The AV-specific challenges

Dynamic agents

A parked truck is fine. A moving cyclist is a disaster — it occupies different spatial positions in each frame, creating ghosted artifacts. We decompose the scene into a static background NeRF and per-object NeRFs, each tracked in their own object-centric coordinate frame:

$$\mathbf{x}_{\text{obj}} = R_k(t)^\top (\mathbf{x}_{\text{world}} - \mathbf{t}_k(t))$$

Sparse viewpoint coverage

A camera driving down a road sees each scene element from a narrow cone of viewpoints. We regularize with a depth prior from LiDAR:

$$\mathcal{L}_\text{depth} = \left\| \hat{d} - d_\text{LiDAR} \right\|_1, \quad \hat{d} = \int_0^\infty t \cdot T(t)\sigma(t)\,dt$$

Multi-modal sensor rendering

We extended the radiance field to output LiDAR intensity and range in addition to RGB — a single unified scene representation that renders both modalities from the same density field.

What we built at Rivian

The hackathon prototype combined three components:

  1. Instant-NGP backbone (hash-encoded NeRF) for fast scene optimization — ~15 min per log segment on 4× A100s vs. hours for vanilla NeRF.
  2. Object-centric decomposition using detections from our production perception stack to initialize object pose tracks, then jointly refining scene and object representations.
  3. LiDAR branch: a two-head network outputting both RGB (camera supervision) and $(r, \text{intensity})$ (LiDAR supervision) from the same density field.
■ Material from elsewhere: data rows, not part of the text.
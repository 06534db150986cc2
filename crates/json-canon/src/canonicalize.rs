//! The canonicalizer: renders a [`Value`] into its canonical text.
//!
//! Output is produced depth-first straight into a [`Sink`]. The sink is
//! either a byte buffer or a running hash, so the digest adapter never has to
//! hold the whole text in memory. An error anywhere aborts the walk; callers
//! throw the sink away and never see partial output.
//!
//! Layout, for an indent unit `u` (empty when compact) at nesting level `L`:
//!
//! ```text
//! [ LB u*L elem , LB u*L elem LB u*(L-1) ]
//! { LB u*L "key": SP value , ... LB u*(L-1) }
//! ```
//!
//! where `LB` is a newline and `SP` a space, both only when `u` is non-empty.
//! Empty arrays and objects with no surviving properties are `[]` and `{}`.

use std::borrow::Cow;

use json_canon_util::{insertion_sort_by, quote_into, write_number};

use crate::date::to_iso_string;
use crate::error::{Error, Result};
use crate::options::{CanonicalOptions, Property, Replacement, Scope};
use crate::value::{Object, Value};

/// Destination for canonical text.
pub trait Sink {
    fn write_str(&mut self, s: &str);
}

impl Sink for Vec<u8> {
    fn write_str(&mut self, s: &str) {
        self.extend_from_slice(s.as_bytes());
    }
}

impl Sink for String {
    fn write_str(&mut self, s: &str) {
        self.push_str(s);
    }
}

impl<S: Sink + ?Sized> Sink for &mut S {
    fn write_str(&mut self, s: &str) {
        (**self).write_str(s);
    }
}

/// Canonical bytes of `value`.
///
/// # Example
///
/// ```
/// use json_canon::{canonicalize, CanonicalOptions, Object, Value};
///
/// let a = Value::from(Object::new().with("b", 1).with("a", vec![true, false]));
/// let bytes = canonicalize(&a, &CanonicalOptions::default()).unwrap();
/// assert_eq!(bytes, br#"{"a":[true,false],"b":1}"#);
/// ```
pub fn canonicalize(value: &Value, options: &CanonicalOptions<'_>) -> Result<Vec<u8>> {
    let mut out = Vec::new();
    canonicalize_into(value, options, &mut out)?;
    tracing::trace!(bytes = out.len(), "canonicalized value");
    Ok(out)
}

/// Canonical text of `value`. The output is always valid UTF-8.
pub fn canonicalize_to_string(value: &Value, options: &CanonicalOptions<'_>) -> Result<String> {
    let mut out = String::new();
    canonicalize_into(value, options, &mut out)?;
    tracing::trace!(bytes = out.len(), "canonicalized value");
    Ok(out)
}

/// Canonical bytes of a parsed `serde_json` document.
pub fn canonicalize_json(
    value: &serde_json::Value,
    options: &CanonicalOptions<'_>,
) -> Result<Vec<u8>> {
    canonicalize(&Value::from(value), options)
}

/// Stream the canonical text of `value` into `sink`.
///
/// On error the sink may hold a prefix of the output and must be discarded.
pub fn canonicalize_into<S: Sink>(
    value: &Value,
    options: &CanonicalOptions<'_>,
    sink: S,
) -> Result<()> {
    let mut canonicalizer = Canonicalizer::new(options, sink);
    canonicalizer.write_any(value, 1).inspect_err(|err| {
        tracing::debug!(error = %err, "canonicalization failed");
    })
}

struct Canonicalizer<'o, 'a, S> {
    options: &'o CanonicalOptions<'a>,
    sink: S,
    /// Indent unit; empty for compact output.
    unit: Cow<'o, str>,
    /// Key path of the node being written. Segments are pushed on descent
    /// and truncated on the way back up.
    path: String,
    /// Scratch buffer for number rendering.
    num: String,
}

impl<'o, 'a, S: Sink> Canonicalizer<'o, 'a, S> {
    fn new(options: &'o CanonicalOptions<'a>, sink: S) -> Self {
        Self {
            options,
            sink,
            unit: options.indent.unit(),
            path: String::new(),
            num: String::new(),
        }
    }

    fn write_any(&mut self, value: &Value, level: usize) -> Result<()> {
        match value {
            Value::Null => self.sink.write_str("null"),
            Value::Bool(true) => self.sink.write_str("true"),
            Value::Bool(false) => self.sink.write_str("false"),
            Value::Number(n) => self.write_number(*n)?,
            Value::String(s) => self.write_str(s),
            Value::Date(d) => self.write_str(&to_iso_string(d)),
            Value::Array(arr) => self.write_arr(arr, level)?,
            Value::Object(obj) => self.write_obj(obj, level)?,
        }
        Ok(())
    }

    fn write_number(&mut self, n: f64) -> Result<()> {
        self.num.clear();
        if write_number(&mut self.num, n).is_none() {
            let kind = if n.is_nan() {
                "NaN"
            } else if n > 0.0 {
                "Infinity"
            } else {
                "-Infinity"
            };
            return Err(Error::UnsupportedValueType {
                kind,
                key_path: self.path.clone(),
            });
        }
        self.sink.write_str(&self.num);
        Ok(())
    }

    fn write_str(&mut self, s: &str) {
        let sink = &mut self.sink;
        quote_into(s, |chunk| sink.write_str(chunk));
    }

    fn line_break(&mut self) {
        if !self.unit.is_empty() {
            self.sink.write_str("\n");
        }
    }

    fn indentation(&mut self, depth: usize) {
        for _ in 0..depth {
            self.sink.write_str(&self.unit);
        }
    }

    fn write_arr(&mut self, arr: &[Value], level: usize) -> Result<()> {
        if arr.is_empty() {
            self.sink.write_str("[]");
            return Ok(());
        }
        self.sink.write_str("[");
        let base = self.path.len();
        for (i, item) in arr.iter().enumerate() {
            if i > 0 {
                self.sink.write_str(",");
            }
            self.line_break();
            self.indentation(level);
            self.path.push('[');
            self.path.push_str(&i.to_string());
            self.path.push(']');
            let res = self.write_any(item, level + 1);
            self.path.truncate(base);
            res?;
        }
        self.line_break();
        self.indentation(level - 1);
        self.sink.write_str("]");
        Ok(())
    }

    fn write_obj(&mut self, obj: &Object, level: usize) -> Result<()> {
        let mut keys: Vec<&str> = obj.keys().collect();
        {
            let scope = Scope {
                object: obj,
                level,
                key_path: &self.path,
            };
            let options = self.options;
            insertion_sort_by(&mut keys, |a, b| options.compare(a, b, &scope));
        }

        let base = self.path.len();
        let mut written = 0usize;
        for key in keys {
            let original = obj.entry(key).flatten();
            self.path.push('.');
            self.path.push_str(key);

            let replacement = self.options.replace(&Property {
                object: obj,
                key,
                value: original,
                level,
                key_path: &self.path,
            });
            let value = match replacement {
                Replacement::Omit => None,
                Replacement::Keep => original.map(Cow::Borrowed),
                Replacement::With(value) => Some(Cow::Owned(value)),
            };
            let res = match &value {
                Some(value) => self.write_prop(key, value, level, written == 0).map(|()| 1),
                None => Ok(0),
            };
            self.path.truncate(base);
            written += res?;
        }

        if written == 0 {
            self.sink.write_str("{}");
            return Ok(());
        }
        self.line_break();
        self.indentation(level - 1);
        self.sink.write_str("}");
        Ok(())
    }

    fn write_prop(&mut self, key: &str, value: &Value, level: usize, first: bool) -> Result<()> {
        self.sink.write_str(if first { "{" } else { "," });
        self.line_break();
        self.indentation(level);
        self.write_str(key);
        self.sink.write_str(":");
        if !self.unit.is_empty() {
            self.sink.write_str(" ");
        }
        self.write_any(value, level + 1)
    }
}

#[cfg(test)]
mod tests {
    use super::*;

    fn write(value: &Value, options: &CanonicalOptions<'_>) -> (Result<()>, String, String) {
        let mut out = String::new();
        let mut canonicalizer = Canonicalizer::new(options, &mut out);
        let res = canonicalizer.write_any(value, 1);
        let path = canonicalizer.path.clone();
        (res, path, out)
    }

    #[test]
    fn nested_layout_with_two_spaces() {
        let value = Value::from(
            Object::new()
                .with("a", vec![Value::from(1), Value::from(Object::new().with("b", true))])
                .with("c", Vec::<Value>::new()),
        );
        let options = CanonicalOptions::new().indent(crate::Indent::spaces(2));
        let (res, _, out) = write(&value, &options);
        res.unwrap();
        assert_eq!(
            out,
            "{\n  \"a\": [\n    1,\n    {\n      \"b\": true\n    }\n  ],\n  \"c\": []\n}"
        );
    }

    #[test]
    fn nested_array_layout_when_compact() {
        let value = Value::from(vec![
            Value::from(vec![1, 2]),
            Value::from(Vec::<Value>::new()),
            Value::Null,
        ]);
        let (res, _, out) = write(&value, &CanonicalOptions::default());
        res.unwrap();
        assert_eq!(out, "[[1,2],[],null]");
    }

    #[test]
    fn path_is_unwound_after_success() {
        let value = Value::from(Object::new().with("a", Object::new().with("b", vec![1, 2])));
        let (res, path, _) = write(&value, &CanonicalOptions::default());
        res.unwrap();
        assert_eq!(path, "");
    }

    #[test]
    fn path_is_unwound_after_an_error() {
        let value = Value::from(
            Object::new().with("a", Object::new().with("b", vec![1.0, f64::NAN])),
        );
        let (res, path, _) = write(&value, &CanonicalOptions::default());
        assert_eq!(
            res,
            Err(Error::UnsupportedValueType {
                kind: "NaN",
                key_path: ".a.b[1]".into(),
            })
        );
        assert_eq!(path, "");
    }

    #[test]
    fn scratch_buffer_is_reset_between_numbers() {
        let value = Value::from(vec![123.5, 7.0, -0.25]);
        let (res, _, out) = write(&value, &CanonicalOptions::default());
        res.unwrap();
        assert_eq!(out, "[123.5,7,-0.25]");
    }

    #[test]
    fn string_sink_matches_byte_sink() {
        let value = Value::from(Object::new().with("k\u{7}", "v\"q"));
        let options = CanonicalOptions::default();
        let bytes = canonicalize(&value, &options).unwrap();
        let text = canonicalize_to_string(&value, &options).unwrap();
        assert_eq!(bytes, text.as_bytes());
        assert_eq!(text, "{\"k\\u0007\":\"v\\\"q\"}");
    }
}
The key result: for static/semi-static scenes, we could synthesize sensor data from novel viewpoints that was indistinguishable from real data to our perception model (measured by detection AP on held-out synthetic vs. real comparisons).

What still breaks

Fast motion. A cyclist traveling at 25 km/h moves ~0.7 m per frame at 10 Hz. When the 3-D tracker loses the object (occlusion, crowded scenes), the NeRF degrades significantly.

Long log segments. NeRF optimized over a 60-second log covers more of the scene but is much harder to optimize. The scene changes and the neural field has no way to represent time-varying static structure cleanly.

Radar. Radar reflections have fundamentally different physics (specular multipath, Doppler) that don't map naturally to a density-based volume.

Where this is going

The next frontier is generative NeRF — instead of reconstructing a scene from real sensor data, generate plausible new scenes conditioned on map layout and agent behavior specifications. Diffusion-model-based approaches that output driving video conditioned on scene graphs are emerging from Waymo, Wayve, and academic labs.

Thesis Neural rendering isn't replacing simulation — it's replacing the asset pipeline. The physics simulation stays. What changes is how scene geometry and appearance are represented: from hand-crafted meshes to learned continuous fields fit directly to real-world sensor logs.

References

  • Mildenhall et al., NeRF: Representing Scenes as Neural Radiance Fields for View Synthesis, ECCV 2020.
  • Müller et al., Instant Neural Graphics Primitives, SIGGRAPH 2022.
  • Tancik et al., Block-NeRF: Scalable Large Scene Neural View Synthesis, CVPR 2022.
  • UniSim, A Neural Closed-Loop Sensor Simulator, CVPR 2023 (Waymo).